Greek government spokesman Pantelis Kapsis said that negotiations in the next three or four months with international debt monitors would "determine everything," including whether Greece escapes a disastrous bankruptcy.
Greece is being kept afloat by a $142 billion international bailout agreed to in May 2010, after investors shocked by the country's huge budget deficit and debt mountain demanded sky-high interest rates to continue buying Greek bonds.
An additional rescue package was agreed upon in October, after it became clear that the first batch of funds would not suffice, but that deal has yet to be completed.
Sorting out the details of the bailout is the main task of the coalition government headed by former central banker Lucas Papademos, whose short mandate is expected to expire in early April.
"This famous loan agreement must be signed, otherwise we are outside the markets, out of the euro, and things will become much worse," Kapsis told private Skai TV.
In return for its first batch of rescue loans from its European partners and the International Monetary Fund, Greece had to adopt deeply resented austerity measures to contain its budget deficit - set to hit at least 9 percent of GDP for 2011 despite repeated spending cuts and tax increases.

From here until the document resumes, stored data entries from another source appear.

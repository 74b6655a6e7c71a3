// Copyright (c) 2026 Bountyy Oy. All rights reserved.
// This software is proprietary and confidential.

//! FastCGI record framing.

use std::io;
use tokio::io::{AsyncRead, AsyncReadExt, AsyncWrite, AsyncWriteExt};

pub const FCGI_VERSION: u8 = 1;
pub const FCGI_RESPONDER: u16 = 1;
pub const MAX_CONTENT_LEN: usize = 65535;
pub const HEADER_LEN: usize = 8;

/// Record request id; one request per connection.
pub const REQUEST_ID: u16 = 1;

#[derive(Debug, Clone, Copy, PartialEq, Eq)]
#[repr(u8)]
pub enum RecordType {
    BeginRequest = 1,
    AbortRequest = 2,
    EndRequest = 3,
    Params = 4,
    Stdin = 5,
    Stdout = 6,
    Stderr = 7,
    Data = 8,
    GetValues = 9,
    GetValuesResult = 10,
    UnknownType = 11,
}

impl RecordType {
    pub fn from_u8(value: u8) -> Option<Self> {
        let t = match value {
            1 => RecordType::BeginRequest,
            2 => RecordType::AbortRequest,
            3 => RecordType::EndRequest,
            4 => RecordType::Params,
            5 => RecordType::Stdin,
            6 => RecordType::Stdout,
            7 => RecordType::Stderr,
            8 => RecordType::Data,
            9 => RecordType::GetValues,
            10 => RecordType::GetValuesResult,
            11 => RecordType::UnknownType,
            _ => return None,
        };
        Some(t)
    }
}

#[derive(Debug, Clone, PartialEq, Eq)]
pub struct RecordHeader {
    pub version: u8,
    pub record_type: u8,
    pub request_id: u16,
    pub content_length: u16,
    pub padding_length: u8,
}

impl RecordHeader {
    pub fn new(record_type: RecordType, content_length: usize) -> Self {
        Self {
            version: FCGI_VERSION,
            record_type: record_type as u8,
            request_id: REQUEST_ID,
            content_length: content_length as u16,
            padding_length: padding_for(content_length),
        }
    }

    pub fn encode(&self) -> [u8; HEADER_LEN] {
        let id = self.request_id.to_be_bytes();
        let len = self.content_length.to_be_bytes();
        [
            self.version,
            self.record_type,
            id[0],
            id[1],
            len[0],
            len[1],
            self.padding_length,
            0,
        ]
    }

    pub fn decode(buf: &[u8; HEADER_LEN]) -> Self {
        Self {
            version: buf[0],
            record_type: buf[1],
            request_id: u16::from_be_bytes([buf[2], buf[3]]),
            content_length: u16::from_be_bytes([buf[4], buf[5]]),
            padding_length: buf[6],
        }
    }
}

/// Pad record content to an 8-byte boundary.
fn padding_for(content_length: usize) -> u8 {
    ((8 - (content_length % 8)) % 8) as u8
}

/// A decoded record.
#[derive(Debug, Clone, PartialEq, Eq)]
pub struct Record {
    pub header: RecordHeader,
    pub content: Vec<u8>,
}

impl Record {
    pub fn record_type(&self) -> Option<RecordType> {
        RecordType::from_u8(self.header.record_type)
    }
}

/// Body of a BEGIN_REQUEST record for the responder role.
pub fn begin_request_body(keep_conn: bool) -> [u8; 8] {
    let role = FCGI_RESPONDER.to_be_bytes();
    [role[0], role[1], u8::from(keep_conn), 0, 0, 0, 0, 0]
}

fn encode_length(buf: &mut Vec<u8>, len: usize) {
    if len < 128 {
        buf.push(len as u8);
    } else {
        buf.extend_from_slice(&((len as u32) | 0x8000_0000).to_be_bytes());
    }
}

/// Encode name-value pairs into PARAMS content.
pub fn encode_params<'a, I>(pairs: I) -> Vec<u8>
where
    I: IntoIterator<Item = (&'a str, &'a str)>,
{
    let mut buf = Vec::new();
    for (name, value) in pairs {
        encode_length(&mut buf, name.len());
        encode_length(&mut buf, value.len());
        buf.extend_from_slice(name.as_bytes());
        buf.extend_from_slice(value.as_bytes());
    }
    buf
}

/// Decode PARAMS content back into pairs.
pub fn decode_params(mut data: &[u8]) -> io::Result<Vec<(String, String)>> {
    fn read_len(data: &mut &[u8]) -> io::Result<usize> {
        let d: &[u8] = *data;
        let first = *d
            .first()
            .ok_or_else(|| invalid_data("truncated name-value length"))?;
        if first & 0x80 == 0 {
            *data = &d[1..];
            return Ok(first as usize);
        }
        if d.len() < 4 {
            return Err(invalid_data("truncated name-value length"));
        }
        let len = u32::from_be_bytes([d[0] & 0x7f, d[1], d[2], d[3]]);
        *data = &d[4..];
        Ok(len as usize)
    }

    let mut pairs = Vec::new();
    while !data.is_empty() {
        let name_len = read_len(&mut data)?;
        let value_len = read_len(&mut data)?;
        if data.len() < name_len + value_len {
            return Err(invalid_data("truncated name-value pair"));
        }
        let name = String::from_utf8_lossy(&data[..name_len]).into_owned();
        let value = String::from_utf8_lossy(&data[name_len..name_len + value_len]).into_owned();
        data = &data[name_len + value_len..];
        pairs.push((name, value));
    }

    Ok(pairs)
}

pub async fn write_record<W>(w: &mut W, record_type: RecordType, content: &[u8]) -> io::Result<()>
where
    W: AsyncWrite + Unpin,
{
    let header = RecordHeader::new(record_type, content.len());
    w.write_all(&header.encode()).await?;
    w.write_all(content).await?;
    if header.padding_length > 0 {
        w.write_all(&[0u8; 8][..header.padding_length as usize]).await?;
    }
    Ok(())
}

/// Write a stream (PARAMS, STDIN) split into records and closed by an empty record.
pub async fn write_stream<W>(w: &mut W, record_type: RecordType, content: &[u8]) -> io::Result<()>
where
    W: AsyncWrite + Unpin,
{
    for chunk in content.chunks(MAX_CONTENT_LEN) {
        write_record(w, record_type, chunk).await?;
    }
    write_record(w, record_type, &[]).await
}

/// Read one record. A clean EOF before the header yields `UnexpectedEof`.
pub async fn read_record<R>(r: &mut R) -> io::Result<Record>
where
    R: AsyncRead + Unpin,
{
    let mut header_buf = [0u8; HEADER_LEN];
    r.read_exact(&mut header_buf).await?;
    let header = RecordHeader::decode(&header_buf);

    if header.version != FCGI_VERSION {
        return Err(invalid_data("unsupported FastCGI record version"));
    }

    let mut content = vec![0u8; header.content_length as usize];
    r.read_exact(&mut content).await?;

    if header.padding_length > 0 {
        let mut padding = vec![0u8; header.padding_length as usize];
        r.read_exact(&mut padding).await?;
    }

    Ok(Record { header, content })
}

fn invalid_data(msg: &str) -> io::Error {
    io::Error::new(io::ErrorKind::InvalidData, msg.to_string())
}
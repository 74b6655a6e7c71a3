// Copyright (c) 2026 Bountyy Oy. All rights reserved.
// This software is proprietary and confidential.

use std::collections::{BTreeMap, HashMap};
use std::io;
use std::net::SocketAddr;
use std::time::Duration;
use tokio::io::AsyncWriteExt;
use tokio::net::TcpStream;
use tokio::time::timeout;
use tracing::{debug, enabled, Level};

use super::record::{
    begin_request_body, encode_params, read_record, write_record, write_stream, RecordType,
};
use crate::config::FastCgiConfig;
use crate::errors::CallError;
use crate::http_client::{ProbeRequest, ProbeResponse};

const SERVER_SOFTWARE: &str = concat!("lonkero-probe/", env!("CARGO_PKG_VERSION"));

/// Executes probe requests against a FastCGI responder (PHP-FPM and friends).
#[derive(Debug, Clone)]
pub struct FastCgiTransport {
    /// Document root on the target; defaults to `/`
    pub root: String,

    /// Path split markers; the first match ends SCRIPT_NAME, the rest is PATH_INFO
    pub split_path: Vec<String>,

    /// Extra CGI variables
    pub env_vars: HashMap<String, String>,

    pub dial_timeout: Duration,
    pub read_timeout: Duration,
    pub write_timeout: Duration,
}

impl FastCgiTransport {
    pub fn from_config(config: &FastCgiConfig) -> Self {
        let root = if config.root.is_empty() {
            "/".to_string()
        } else {
            config.root.clone()
        };

        Self {
            root,
            split_path: config.split_path.clone(),
            env_vars: config.env.clone(),
            dial_timeout: config.dial_timeout(),
            read_timeout: config.read_timeout(),
            write_timeout: config.write_timeout(),
        }
    }

    /// Index where the request path splits into script and path info.
    ///
    /// Without split markers the whole path is path info (`Some(0)`); with
    /// markers that never match there is no split (`None`).
    pub fn split_pos(&self, path: &str) -> Option<usize> {
        if self.split_path.is_empty() {
            return Some(0);
        }

        let lower = path.to_lowercase();
        self.split_path.iter().find_map(|split| {
            lower
                .find(&split.to_lowercase())
                .map(|idx| idx + split.len())
        })
    }

    /// CGI/1.1 environment for a request.
    pub fn build_env(
        &self,
        request: &ProbeRequest,
        local_addr: Option<SocketAddr>,
    ) -> Result<BTreeMap<String, String>, String> {
        if !self.root.starts_with('/') {
            return Err(format!("root {:?} is not absolute", self.root));
        }

        let fpath = request.url.path().to_string();
        let mut script_name = fpath.clone();
        let mut doc_uri = fpath.clone();
        let mut path_info = String::new();

        if let Some(pos) = self.split_pos(&fpath) {
            doc_uri = fpath[..pos].to_string();
            path_info = fpath[pos..].to_string();
            if let Some(stripped) = script_name.strip_suffix(path_info.as_str()) {
                script_name = stripped.to_string();
            }
        }

        let script_filename = join_clean(&self.root, &script_name);

        if !script_name.is_empty() && !script_name.starts_with('/') {
            script_name = format!("/{}", script_name);
        }

        let (remote_ip, remote_port) = local_addr
            .map(|a| (a.ip().to_string(), a.port().to_string()))
            .unwrap_or_default();

        let server_name = request.url.host_str().unwrap_or_default().to_string();
        let server_port = request.url.port().map(|p| p.to_string());
        let http_host = match &server_port {
            Some(port) => format!("{}:{}", server_name, port),
            None => server_name.clone(),
        };

        let content_length = request
            .body
            .as_ref()
            .map(|b| b.len().to_string())
            .unwrap_or_default();

        let mut env = BTreeMap::new();
        let mut set = |k: &str, v: String| {
            env.insert(k.to_string(), v);
        };

        set("AUTH_TYPE", String::new());
        set("CONTENT_LENGTH", content_length);
        set("CONTENT_TYPE", request.header("content-type").unwrap_or_default().to_string());
        set("GATEWAY_INTERFACE", "CGI/1.1".to_string());
        set("PATH_INFO", path_info.clone());
        set("QUERY_STRING", request.url.query().unwrap_or_default().to_string());
        set("REMOTE_ADDR", remote_ip.clone());
        set("REMOTE_HOST", remote_ip);
        set("REMOTE_PORT", remote_port);
        set("REMOTE_IDENT", String::new());
        set("REMOTE_USER", request.basic_auth_user().unwrap_or_default());
        set("REQUEST_METHOD", request.method.to_string());
        set("REQUEST_SCHEME", "http".to_string());
        set("SERVER_NAME", server_name);
        set("SERVER_PROTOCOL", "HTTP/1.1".to_string());
        set("SERVER_SOFTWARE", SERVER_SOFTWARE.to_string());
        set("DOCUMENT_ROOT", self.root.clone());
        set("DOCUMENT_URI", doc_uri);
        set("HTTP_HOST", http_host);
        set("SCRIPT_FILENAME", script_filename);
        set("SCRIPT_NAME", script_name);

        // PATH_TRANSLATED only exists alongside PATH_INFO
        if !path_info.is_empty() {
            set("PATH_TRANSLATED", join_clean(&self.root, &path_info));
        }

        if let Some(port) = server_port {
            set("SERVER_PORT", port);
        }

        for (key, value) in &self.env_vars {
            set(key, value.clone());
        }

        let mut headers: BTreeMap<String, Vec<&str>> = BTreeMap::new();
        for (name, value) in &request.headers {
            let key = format!("HTTP_{}", name.to_uppercase().replace(['-', ' '], "_"));
            headers.entry(key).or_default().push(value);
        }
        for (key, values) in headers {
            set(&key, values.join(", "));
        }

        Ok(env)
    }

    /// Send one request over a fresh connection and collect the CGI response.
    pub async fn round_trip(&self, request: &ProbeRequest) -> Result<ProbeResponse, CallError> {
        let target = request.target();

        let mut stream = match timeout(self.dial_timeout, TcpStream::connect(&target)).await {
            Ok(Ok(stream)) => stream,
            Ok(Err(e)) => return Err(CallError::from_io(&target, &e)),
            Err(_) => {
                return Err(CallError::Web {
                    target,
                    reason: "dial timeout".to_string(),
                })
            }
        };

        let env = self
            .build_env(request, stream.local_addr().ok())
            .map_err(|e| CallError::Other(format!("building environment: {}", e)))?;

        if enabled!(Level::DEBUG) {
            debug!(
                target = %target,
                env = %serde_json::to_string(&env).unwrap_or_default(),
                "FastCGI environment"
            );
        }

        let body: &[u8] = match request.method.as_str() {
            "HEAD" | "OPTIONS" => &[],
            _ => request.body.as_deref().unwrap_or_default(),
        };

        let params = encode_params(env.iter().map(|(k, v)| (k.as_str(), v.as_str())));

        let write = async {
            write_record(&mut stream, RecordType::BeginRequest, &begin_request_body(false)).await?;
            write_stream(&mut stream, RecordType::Params, &params).await?;
            write_stream(&mut stream, RecordType::Stdin, body).await?;
            stream.flush().await
        };

        match timeout(self.write_timeout, write).await {
            Ok(Ok(())) => {}
            Ok(Err(e)) => return Err(CallError::from_io(&target, &e)),
            Err(_) => {
                return Err(CallError::Web {
                    target,
                    reason: "write timeout".to_string(),
                })
            }
        }

        let (stdout, stderr) = self.read_response(&mut stream, &target).await?;

        if !stderr.is_empty() {
            debug!(
                target = %target,
                stderr = %String::from_utf8_lossy(&stderr),
                "FastCGI stderr output"
            );
        }

        parse_cgi_response(&stdout)
    }

    async fn read_response(
        &self,
        stream: &mut TcpStream,
        target: &str,
    ) -> Result<(Vec<u8>, Vec<u8>), CallError> {
        let mut stdout = Vec::new();
        let mut stderr = Vec::new();
        let mut records = 0usize;

        loop {
            let record = match timeout(self.read_timeout, read_record(stream)).await {
                Ok(Ok(record)) => record,
                // peer closed after sending something: take what we have
                Ok(Err(e)) if e.kind() == io::ErrorKind::UnexpectedEof && records > 0 => break,
                Ok(Err(e)) if e.kind() == io::ErrorKind::InvalidData => {
                    return Err(CallError::Other(format!("FastCGI protocol error: {}", e)))
                }
                Ok(Err(e)) => return Err(CallError::from_io(target, &e)),
                Err(_) => {
                    return Err(CallError::Web {
                        target: target.to_string(),
                        reason: "read timeout".to_string(),
                    })
                }
            };

            records += 1;

            match record.record_type() {
                Some(RecordType::Stdout) => stdout.extend_from_slice(&record.content),
                Some(RecordType::Stderr) => stderr.extend_from_slice(&record.content),
                Some(RecordType::EndRequest) => break,
                other => debug!(record_type = ?other, "Ignoring FastCGI record"),
            }
        }

        Ok((stdout, stderr))
    }
}

/// Parse CGI response output: headers, blank line, body.
pub fn parse_cgi_response(stdout: &[u8]) -> Result<ProbeResponse, CallError> {
    if stdout.is_empty() {
        return Err(CallError::Other("empty FastCGI response".to_string()));
    }

    let (head, body) = match find_header_end(stdout) {
        Some((head_end, body_start)) => (&stdout[..head_end], &stdout[body_start..]),
        None => return Err(CallError::Other("malformed CGI response headers".to_string())),
    };

    let mut status = 200u16;
    let mut content_type = None;

    for line in String::from_utf8_lossy(head).lines() {
        let Some((name, value)) = line.split_once(':') else {
            return Err(CallError::Other(format!("malformed CGI header line: {}", line)));
        };

        let value = value.trim();
        if name.trim().eq_ignore_ascii_case("status") {
            status = value
                .split_whitespace()
                .next()
                .and_then(|code| code.parse().ok())
                .ok_or_else(|| CallError::Other(format!("invalid CGI status: {}", value)))?;
        } else if name.trim().eq_ignore_ascii_case("content-type") {
            content_type = Some(value.to_string());
        }
    }

    Ok(ProbeResponse {
        status,
        content_type,
        body: body.to_vec(),
    })
}

fn find_header_end(data: &[u8]) -> Option<(usize, usize)> {
    if let Some(pos) = data.windows(4).position(|w| w == b"\r\n\r\n") {
        return Some((pos, pos + 4));
    }
    data.windows(2)
        .position(|w| w == b"\n\n")
        .map(|pos| (pos, pos + 2))
}

/// Join and clean an absolute path, resolving `.` and `..`.
fn join_clean(root: &str, rel: &str) -> String {
    let mut parts: Vec<&str> = Vec::new();
    for segment in root.split('/').chain(rel.split('/')) {
        match segment {
            "" | "." => {}
            ".." => {
                parts.pop();
            }
            s => parts.push(s),
        }
    }
    format!("/{}", parts.join("/"))
}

Kapsis said further cutbacks, possibly including new taxes, might be required to address a revenue shortfall. "I . . . don't believe it is easy to impose new taxes, but what does cutting spending mean? To close down the public sector?"
Getting final approval of the new bailout has been delayed because talks with Greece's private creditors over a huge bond swap, designed to cut Greece's debt by some 100 billion euro (about $130 billion), have dragged.
While representatives of banks and insurance funds that hold a lot of Greek debt tentatively agreed in October to cut the face value of their holdings of Greek bonds by 50 percent, they have so far failed to agree on crucial details of the deal.